__What is required__
Include in the output exactly the lines from the opening of the data through the line containing "healed for free.", and nothing more.

__Records supplied__

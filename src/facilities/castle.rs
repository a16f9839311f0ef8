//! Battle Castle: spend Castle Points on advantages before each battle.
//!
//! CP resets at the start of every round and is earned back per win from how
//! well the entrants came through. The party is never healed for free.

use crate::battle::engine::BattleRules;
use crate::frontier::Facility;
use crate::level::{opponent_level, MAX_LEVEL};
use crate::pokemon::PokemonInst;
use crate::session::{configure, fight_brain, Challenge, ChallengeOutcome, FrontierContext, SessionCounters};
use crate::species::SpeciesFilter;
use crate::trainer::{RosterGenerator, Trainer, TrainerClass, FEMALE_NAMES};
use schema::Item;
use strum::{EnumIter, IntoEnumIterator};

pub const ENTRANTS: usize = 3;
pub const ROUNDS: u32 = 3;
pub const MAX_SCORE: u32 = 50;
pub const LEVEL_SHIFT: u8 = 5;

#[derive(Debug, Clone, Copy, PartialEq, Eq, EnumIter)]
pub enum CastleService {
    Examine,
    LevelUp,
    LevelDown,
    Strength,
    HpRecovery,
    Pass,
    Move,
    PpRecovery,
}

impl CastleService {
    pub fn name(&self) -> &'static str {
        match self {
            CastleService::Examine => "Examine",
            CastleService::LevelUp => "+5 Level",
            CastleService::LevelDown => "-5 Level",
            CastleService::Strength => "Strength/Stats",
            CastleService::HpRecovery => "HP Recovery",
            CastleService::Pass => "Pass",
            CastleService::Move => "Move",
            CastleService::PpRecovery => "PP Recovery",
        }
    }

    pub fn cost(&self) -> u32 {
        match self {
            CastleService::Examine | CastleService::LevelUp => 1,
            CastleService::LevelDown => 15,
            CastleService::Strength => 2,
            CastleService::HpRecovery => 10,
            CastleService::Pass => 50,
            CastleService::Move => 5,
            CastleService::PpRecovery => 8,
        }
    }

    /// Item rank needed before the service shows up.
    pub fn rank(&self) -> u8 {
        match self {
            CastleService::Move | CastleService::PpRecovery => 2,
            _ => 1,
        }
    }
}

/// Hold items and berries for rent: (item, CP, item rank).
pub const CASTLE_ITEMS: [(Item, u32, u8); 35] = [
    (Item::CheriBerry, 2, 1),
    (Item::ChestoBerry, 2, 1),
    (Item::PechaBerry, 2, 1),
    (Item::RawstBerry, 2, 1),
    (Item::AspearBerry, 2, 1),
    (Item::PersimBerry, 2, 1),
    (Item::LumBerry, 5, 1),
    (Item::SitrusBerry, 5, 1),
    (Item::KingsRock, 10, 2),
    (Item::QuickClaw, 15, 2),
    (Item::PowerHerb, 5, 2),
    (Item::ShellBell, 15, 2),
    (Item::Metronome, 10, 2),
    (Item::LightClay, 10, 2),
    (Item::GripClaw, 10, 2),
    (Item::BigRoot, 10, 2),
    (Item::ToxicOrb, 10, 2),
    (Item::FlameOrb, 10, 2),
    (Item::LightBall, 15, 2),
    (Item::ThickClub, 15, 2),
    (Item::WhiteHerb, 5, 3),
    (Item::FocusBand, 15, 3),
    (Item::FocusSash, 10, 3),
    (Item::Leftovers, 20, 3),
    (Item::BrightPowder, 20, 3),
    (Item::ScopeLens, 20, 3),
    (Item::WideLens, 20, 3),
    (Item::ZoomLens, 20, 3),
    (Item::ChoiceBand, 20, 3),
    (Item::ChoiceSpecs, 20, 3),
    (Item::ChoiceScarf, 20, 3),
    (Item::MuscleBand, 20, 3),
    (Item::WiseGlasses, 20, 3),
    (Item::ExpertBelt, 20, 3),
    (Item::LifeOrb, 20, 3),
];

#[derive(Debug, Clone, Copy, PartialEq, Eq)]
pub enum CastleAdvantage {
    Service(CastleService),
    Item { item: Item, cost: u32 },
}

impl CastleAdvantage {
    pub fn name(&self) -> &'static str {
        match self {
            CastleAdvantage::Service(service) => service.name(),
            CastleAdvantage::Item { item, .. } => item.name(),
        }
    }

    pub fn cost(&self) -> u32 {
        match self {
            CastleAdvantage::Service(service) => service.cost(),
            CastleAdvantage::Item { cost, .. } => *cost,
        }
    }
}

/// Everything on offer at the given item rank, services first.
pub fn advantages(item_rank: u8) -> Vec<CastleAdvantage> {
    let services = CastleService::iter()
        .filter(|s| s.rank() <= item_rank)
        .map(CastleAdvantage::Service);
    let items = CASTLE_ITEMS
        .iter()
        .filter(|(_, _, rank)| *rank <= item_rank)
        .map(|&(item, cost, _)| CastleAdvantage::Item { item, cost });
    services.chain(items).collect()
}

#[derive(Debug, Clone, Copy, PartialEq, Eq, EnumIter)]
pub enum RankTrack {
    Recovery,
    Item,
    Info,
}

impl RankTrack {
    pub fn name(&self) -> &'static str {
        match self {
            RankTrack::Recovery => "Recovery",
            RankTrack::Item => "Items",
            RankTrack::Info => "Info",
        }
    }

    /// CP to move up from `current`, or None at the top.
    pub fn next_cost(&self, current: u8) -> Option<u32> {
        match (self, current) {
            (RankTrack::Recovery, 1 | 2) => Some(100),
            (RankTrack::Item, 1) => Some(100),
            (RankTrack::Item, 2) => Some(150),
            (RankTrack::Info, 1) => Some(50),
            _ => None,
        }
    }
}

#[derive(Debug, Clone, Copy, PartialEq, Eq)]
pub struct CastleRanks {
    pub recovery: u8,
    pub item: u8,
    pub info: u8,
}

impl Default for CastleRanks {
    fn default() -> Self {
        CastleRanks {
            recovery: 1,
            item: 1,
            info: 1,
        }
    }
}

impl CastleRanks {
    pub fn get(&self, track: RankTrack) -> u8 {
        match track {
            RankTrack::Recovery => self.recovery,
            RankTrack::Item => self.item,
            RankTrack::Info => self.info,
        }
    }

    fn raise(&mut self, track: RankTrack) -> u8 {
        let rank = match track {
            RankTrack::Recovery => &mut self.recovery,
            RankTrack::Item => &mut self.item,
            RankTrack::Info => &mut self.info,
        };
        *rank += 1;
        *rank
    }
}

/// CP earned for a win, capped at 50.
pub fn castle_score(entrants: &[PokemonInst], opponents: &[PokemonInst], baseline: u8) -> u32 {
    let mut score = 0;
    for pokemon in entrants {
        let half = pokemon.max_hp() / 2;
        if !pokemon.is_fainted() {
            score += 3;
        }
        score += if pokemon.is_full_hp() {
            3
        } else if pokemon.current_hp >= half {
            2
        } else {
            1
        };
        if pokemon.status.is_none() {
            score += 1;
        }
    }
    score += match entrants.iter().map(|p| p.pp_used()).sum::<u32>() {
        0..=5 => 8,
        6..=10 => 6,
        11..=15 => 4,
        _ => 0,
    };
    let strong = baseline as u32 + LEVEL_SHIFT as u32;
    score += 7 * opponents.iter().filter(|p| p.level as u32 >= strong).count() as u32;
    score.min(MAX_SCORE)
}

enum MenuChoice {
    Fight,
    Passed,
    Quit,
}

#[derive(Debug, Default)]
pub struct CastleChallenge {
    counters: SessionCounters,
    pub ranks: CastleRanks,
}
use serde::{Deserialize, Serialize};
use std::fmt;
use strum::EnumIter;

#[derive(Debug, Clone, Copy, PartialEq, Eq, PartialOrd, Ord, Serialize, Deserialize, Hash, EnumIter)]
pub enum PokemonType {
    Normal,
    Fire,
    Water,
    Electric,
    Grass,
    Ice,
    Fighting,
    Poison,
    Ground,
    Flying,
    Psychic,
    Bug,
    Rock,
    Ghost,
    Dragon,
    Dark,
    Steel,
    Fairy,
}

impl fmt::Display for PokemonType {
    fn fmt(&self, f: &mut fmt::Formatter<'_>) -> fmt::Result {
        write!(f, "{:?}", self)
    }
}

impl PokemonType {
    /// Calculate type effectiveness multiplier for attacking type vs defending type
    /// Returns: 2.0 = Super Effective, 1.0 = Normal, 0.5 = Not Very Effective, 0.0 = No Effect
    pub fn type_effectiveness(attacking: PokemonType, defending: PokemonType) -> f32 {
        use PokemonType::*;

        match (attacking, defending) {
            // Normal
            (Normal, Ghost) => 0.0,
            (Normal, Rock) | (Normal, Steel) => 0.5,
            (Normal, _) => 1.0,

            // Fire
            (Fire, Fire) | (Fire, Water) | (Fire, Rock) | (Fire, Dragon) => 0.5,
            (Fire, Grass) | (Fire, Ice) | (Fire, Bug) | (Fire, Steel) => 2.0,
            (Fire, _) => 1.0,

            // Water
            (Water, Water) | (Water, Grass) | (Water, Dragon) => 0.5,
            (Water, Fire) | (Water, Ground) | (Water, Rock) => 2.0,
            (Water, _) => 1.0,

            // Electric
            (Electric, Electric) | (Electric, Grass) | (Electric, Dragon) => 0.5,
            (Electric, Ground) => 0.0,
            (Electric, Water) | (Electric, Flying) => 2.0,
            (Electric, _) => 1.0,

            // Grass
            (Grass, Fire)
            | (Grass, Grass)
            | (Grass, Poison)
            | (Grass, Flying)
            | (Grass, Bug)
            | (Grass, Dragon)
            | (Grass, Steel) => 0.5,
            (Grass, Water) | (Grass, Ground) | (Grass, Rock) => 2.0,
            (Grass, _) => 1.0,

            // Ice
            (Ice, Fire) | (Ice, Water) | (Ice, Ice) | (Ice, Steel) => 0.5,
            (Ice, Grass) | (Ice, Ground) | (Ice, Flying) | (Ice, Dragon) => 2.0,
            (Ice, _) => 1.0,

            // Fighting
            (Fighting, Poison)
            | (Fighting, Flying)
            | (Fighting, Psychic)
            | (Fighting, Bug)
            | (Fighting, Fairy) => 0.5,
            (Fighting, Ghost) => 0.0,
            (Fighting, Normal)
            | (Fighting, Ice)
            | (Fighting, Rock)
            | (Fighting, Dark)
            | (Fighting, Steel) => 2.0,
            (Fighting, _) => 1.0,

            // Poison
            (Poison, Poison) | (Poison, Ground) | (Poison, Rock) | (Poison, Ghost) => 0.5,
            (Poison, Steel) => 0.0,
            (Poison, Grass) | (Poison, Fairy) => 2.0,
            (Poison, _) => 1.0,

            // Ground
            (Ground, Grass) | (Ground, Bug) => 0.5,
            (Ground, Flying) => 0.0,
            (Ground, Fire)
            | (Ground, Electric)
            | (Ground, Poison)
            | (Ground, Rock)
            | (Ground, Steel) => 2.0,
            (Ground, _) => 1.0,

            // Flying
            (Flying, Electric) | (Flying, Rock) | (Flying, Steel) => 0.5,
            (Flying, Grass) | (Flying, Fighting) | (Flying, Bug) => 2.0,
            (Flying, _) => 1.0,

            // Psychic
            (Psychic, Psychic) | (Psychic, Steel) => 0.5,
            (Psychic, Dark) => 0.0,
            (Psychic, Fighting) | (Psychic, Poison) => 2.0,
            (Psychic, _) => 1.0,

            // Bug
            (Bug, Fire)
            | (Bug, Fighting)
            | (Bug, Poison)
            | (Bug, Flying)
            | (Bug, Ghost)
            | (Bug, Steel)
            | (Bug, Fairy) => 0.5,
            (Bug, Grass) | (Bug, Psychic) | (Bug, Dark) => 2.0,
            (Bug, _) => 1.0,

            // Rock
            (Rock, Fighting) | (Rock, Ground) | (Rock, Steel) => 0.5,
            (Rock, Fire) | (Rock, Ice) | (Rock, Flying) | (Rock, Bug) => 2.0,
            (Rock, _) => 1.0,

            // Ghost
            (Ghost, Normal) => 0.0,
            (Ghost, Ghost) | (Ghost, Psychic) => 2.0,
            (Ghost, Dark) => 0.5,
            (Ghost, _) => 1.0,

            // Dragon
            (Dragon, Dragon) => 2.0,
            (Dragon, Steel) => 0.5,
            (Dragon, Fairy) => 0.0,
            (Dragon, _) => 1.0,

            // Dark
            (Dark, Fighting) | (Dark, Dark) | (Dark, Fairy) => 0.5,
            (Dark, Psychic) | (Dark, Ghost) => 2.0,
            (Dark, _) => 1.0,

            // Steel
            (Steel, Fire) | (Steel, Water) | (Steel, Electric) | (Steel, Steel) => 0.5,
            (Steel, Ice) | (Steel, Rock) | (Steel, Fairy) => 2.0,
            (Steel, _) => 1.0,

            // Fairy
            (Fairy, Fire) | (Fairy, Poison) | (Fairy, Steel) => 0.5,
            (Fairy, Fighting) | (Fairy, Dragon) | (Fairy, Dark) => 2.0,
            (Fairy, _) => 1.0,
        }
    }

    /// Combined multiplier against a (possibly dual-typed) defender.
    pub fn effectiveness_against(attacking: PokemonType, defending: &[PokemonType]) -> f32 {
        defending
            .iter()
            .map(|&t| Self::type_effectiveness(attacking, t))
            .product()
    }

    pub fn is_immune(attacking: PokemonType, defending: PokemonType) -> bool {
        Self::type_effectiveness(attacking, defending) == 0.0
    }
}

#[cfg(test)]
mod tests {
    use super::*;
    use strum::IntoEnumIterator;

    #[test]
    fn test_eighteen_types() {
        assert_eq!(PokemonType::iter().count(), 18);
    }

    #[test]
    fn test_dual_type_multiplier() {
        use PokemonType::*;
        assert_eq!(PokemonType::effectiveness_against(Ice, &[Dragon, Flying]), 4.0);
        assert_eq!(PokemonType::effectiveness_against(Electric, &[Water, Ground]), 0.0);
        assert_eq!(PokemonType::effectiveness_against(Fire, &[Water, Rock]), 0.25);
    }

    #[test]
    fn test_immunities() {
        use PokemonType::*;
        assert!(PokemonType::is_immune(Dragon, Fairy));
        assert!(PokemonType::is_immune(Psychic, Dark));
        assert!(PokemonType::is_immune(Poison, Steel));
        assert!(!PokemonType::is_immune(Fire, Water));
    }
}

__Solution to the problem__
filename src/facilities/castle.rs
repository a16f9839311f0ef8
//! Battle Castle: spend Castle Points on advantages before each battle.
//!
//! CP resets at the start of every round and is earned back per win from how
//! well the entrants came through. The party is never healed for free.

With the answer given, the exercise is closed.